I sweat alot, don't wear gloves, don't change the bar tape often, wash my bike regularly, and was thinking of trying those bars. 

Interesting info. See wife, I have to get carbon bars. . .


----------



## sadisticnoob (Dec 6, 2009)

I stay in Singapore about 5km from the beach though there is a canal around 100m from my place that brings in sea water whenever there is high tide.

Well this current bar lasted around 9 months or so with 1 bar tape change for its entire lifespan. 

my first bar (3t egronova) lasted longer but i removed it cause the salts started to smell funky though i din see any hole in the bar. This one seem

I wash the bike roughly every month or so simply washing the cockpit area with water and dishwasher/ body soap before rinsing it off.


might wanna get carbon handlebar but its like 2.5x the cost.


----------



## Jwiffle (Mar 18, 2005)

sadisticnoob said:


> might wanna get carbon handlebar but its like 2.5x the cost.


Carbon handlebar is a lot cheaper than alloy since you won't be changing it every 8 months


----------



## DHerz (Apr 27, 2014)

No real ground path unless the bike is sitting on the rims and not tires. Sweat buildup over time, coupled with storage in a humid area will cause corrosion like that, though I wouldn't guess the handle bars to be the first place to find it. I find on my bike that the front derailleur tends to corrode due to sweat dripping off of me and my lack of wiping the bike down after every ride.


----------



## sadisticnoob (Dec 6, 2009)

View attachment 300738


managed to grab a great deal on a used 42cm egronova LTD will report back one year later on the condition of the bar


----------



## CliffordK (Jun 6, 2014)

Your photo was lost.
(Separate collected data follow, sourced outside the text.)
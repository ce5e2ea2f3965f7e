//! Graph builder (C2): lowers the parsed document tree into a
//! [`StateGraph`].
//!
//! Responsibilities: fully-qualified id assignment, identifier isolation,
//! target resolution (absolute `#…`, relative `.…`, bare-name search),
//! `after`-map expansion with stable timer ids, invoke/onDone wiring, and
//! the canonical re-serialization whose SHA-256 becomes the definition
//! version. Structural validation lives in the verifier, which
//! [`build_graph`] runs before returning.

use std::collections::{HashMap, VecDeque};

use serde_json::{json, Map, Value};
use sha2::{Digest, Sha256};
use uuid::Uuid;

use super::ir::{HistoryKind, InvokeSpec, StateGraph, StateKind, StateNode, Transition, Trigger};
use super::verifier;
use crate::error::DefinitionError;
use crate::types::NodeId;

/// Construction-time options.
#[derive(Clone, Debug, Default)]
pub struct BuildOptions {
    /// Suffix the root identifier with a fresh token so multiple instances
    /// of one description coexist within an orchestrator.
    pub isolate: bool,
    /// Replace the description's root `id` (used when the registration id
    /// differs from the document's).
    pub id_override: Option<String>,
}

/// Lower a parsed description into a verified state graph.
pub fn build_graph(doc: &Value, opts: &BuildOptions) -> Result<StateGraph, DefinitionError> {
    let root_obj = doc
        .as_object()
        .ok_or_else(|| DefinitionError::Graph("description root must be an object".into()))?;

    let source_id = match &opts.id_override {
        Some(id) => id.clone(),
        None => root_obj
            .get("id")
            .and_then(Value::as_str)
            .map(str::to_string)
            .ok_or_else(|| DefinitionError::Graph("missing root 'id'".into()))?,
    };
    if source_id.is_empty() {
        return Err(DefinitionError::Graph("root 'id' must be non-empty".into()));
    }

    let machine_id = if opts.isolate {
        let token = Uuid::now_v7().simple().to_string();
        format!("{source_id}_{}", &token[..8])
    } else {
        source_id.clone()
    };

    let mut builder = Builder {
        nodes: Vec::new(),
        pending: Vec::new(),
        raw_initials: Vec::new(),
        errors: Vec::new(),
        source_id,
        machine_id,
    };

    let root = builder.lower_state(builder.machine_id.clone(), Some(root_obj), None);
    builder.resolve_initials();
    builder.resolve_pending();

    if !builder.errors.is_empty() {
        return Err(DefinitionError::Graph(builder.errors.join("\n")));
    }

    let initial_context = match root_obj.get("context") {
        None => Map::new(),
        Some(Value::Object(map)) => map.clone(),
        Some(_) => {
            return Err(DefinitionError::Graph("'context' must be an object".into()));
        }
    };

    let mut ids = HashMap::with_capacity(builder.nodes.len());
    for (idx, node) in builder.nodes.iter().enumerate() {
        ids.insert(node.id.clone(), idx);
    }

    let mut graph = StateGraph {
        machine_id: builder.machine_id,
        source_id: builder.source_id,
        root,
        nodes: builder.nodes,
        ids,
        initial_context,
        definition_version: [0u8; 32],
        canonical: String::new(),
    };

    graph.canonical = serde_json::to_string(&canonicalize(&graph))
        .map_err(|e| DefinitionError::Graph(format!("canonical serialization failed: {e}")))?;
    graph.definition_version = Sha256::digest(graph.canonical.as_bytes()).into();

    let problems = verifier::verify(&graph);
    if !problems.is_empty() {
        let msgs: Vec<String> = problems.iter().map(|p| p.to_string()).collect();
        return Err(DefinitionError::Graph(msgs.join("\n")));
    }

    Ok(graph)
}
Use the advanced editor when attaching photos.

Isn't the TTT Ergonova similar to what you already had with 7005 aluminum?

Why not choose a 6061 aluminum bar which should be a marine grade?

Amazon.com : Control Tech Razor Alloy 6061 Road Bike Handlebar : Controltech : Sports & Outdoors
ITM Alutech 6061 Handlebars Black | Cycling Components
Ritchey Comp Logic Road Bar | Chain Reaction Cycles
New Takeoff Felt Superlite 6061 Handlebar 31 8 Clamp 44cm Width | eBay
Felt Alloy 6061 Drop Bar Cycling Handlebar Black 31 8 Clamp 43cm Road Bike | eBay
New Takeoff Felt Superlite 6061 Womens Fit Handlebar 31 8mm Clamp 38cm Width | eBay

Or, a CF bar. 
These bars are going onto my next bike build. NOTE, THE CURVES ARE DIFFERENT ON THE BARS I RECEIVED THAN WHAT IS IN THE PHOTO.
Glossy Full Carbon Road Bicycle Handlebar Carbon Standard Integrated Handlebar | eBay


----------



## sadisticnoob (Dec 6, 2009)

sorry, used the wrong html attatchements










did consider alu bars, but some information of it can be vague.

snagged this bar at a great price


----------



## CliffordK (Jun 6, 2014)

Ahhh, I see there is an Ergonova alloy, and an Ergonova CF.

Good luck with your new bars. Hopefully they will do well for you.


----------



## David23 (Jun 5, 2012)

Jwiffle said:


> Carbon handlebar is a lot cheaper than alloy since you won't be changing it every 8 months


Exactly.


----------



## jakebud (Jan 5, 2006)

Electrical tape, done carefully, works great as a base layer.


----------



## CliffordK (Jun 6, 2014)

jakebud said:


> Electrical tape, done carefully, works great as a base layer.


Not a bad idea. One still has to work around the brakes, and if the moisture gets under the tape, it will be trapped there. 

The corrosion only seems to affect certain people, and perhaps certain brands of 7000 series aluminum bars. Coastal environments? 

For those with corrosion problems, then moving to CF (which the OP did) is a wise decision. For everyone else, it really doesn't matter. 

I just took my 30+ yr old aluminum bars off of my bike this year as I wanted to try a different shape of bar, but they are corrosion free, and I'd have no problems with remounting them on another bike to be used for another 30 years use.


----------



## headloss (Mar 3, 2013)

CliffordK said:


> Not a bad idea. One still has to work around the brakes, and if the moisture gets under the tape, it will be trapped there.


If weight isn't an issue, I imagine that plastidip or liquid electrical tape would solve this problem... even add a little extra cushion under the tape. I'd apply it after the shifter is mounted though to ensure a good clamp.


----------



## Doug B (Sep 11, 2009)

Buy some new unpainted aluminum bars. Take them to a local plating shop, ask them for a "type 2 anodize finish followed by a chromate finish" on the aluminum. This will dramatically improve the corrosion resistance, add no measurable weight. You could at that point apply a light coat of paint, and it will stick well to the chromate finish. This would nearly completely eliminate any chance of corrosion.


----------



## bmwjoe (Jul 15, 2012)

Wow that is bad corrosion. Different aluminum alloys have different corrosion properties. That said, instead of blaming the bars, let's look at the tape. The tape could be a big factor. I don't know if you are using self adhesive tape or not. This could have a factor. The material itself will also have an effect. I would make a switch. Another thought would be to wrap the bar 100% with electrical tape before you install the bar tape. This will provide an electrical insulator that would prevent the conditions that cause corrosion.

Ride Safe,

Joe


----------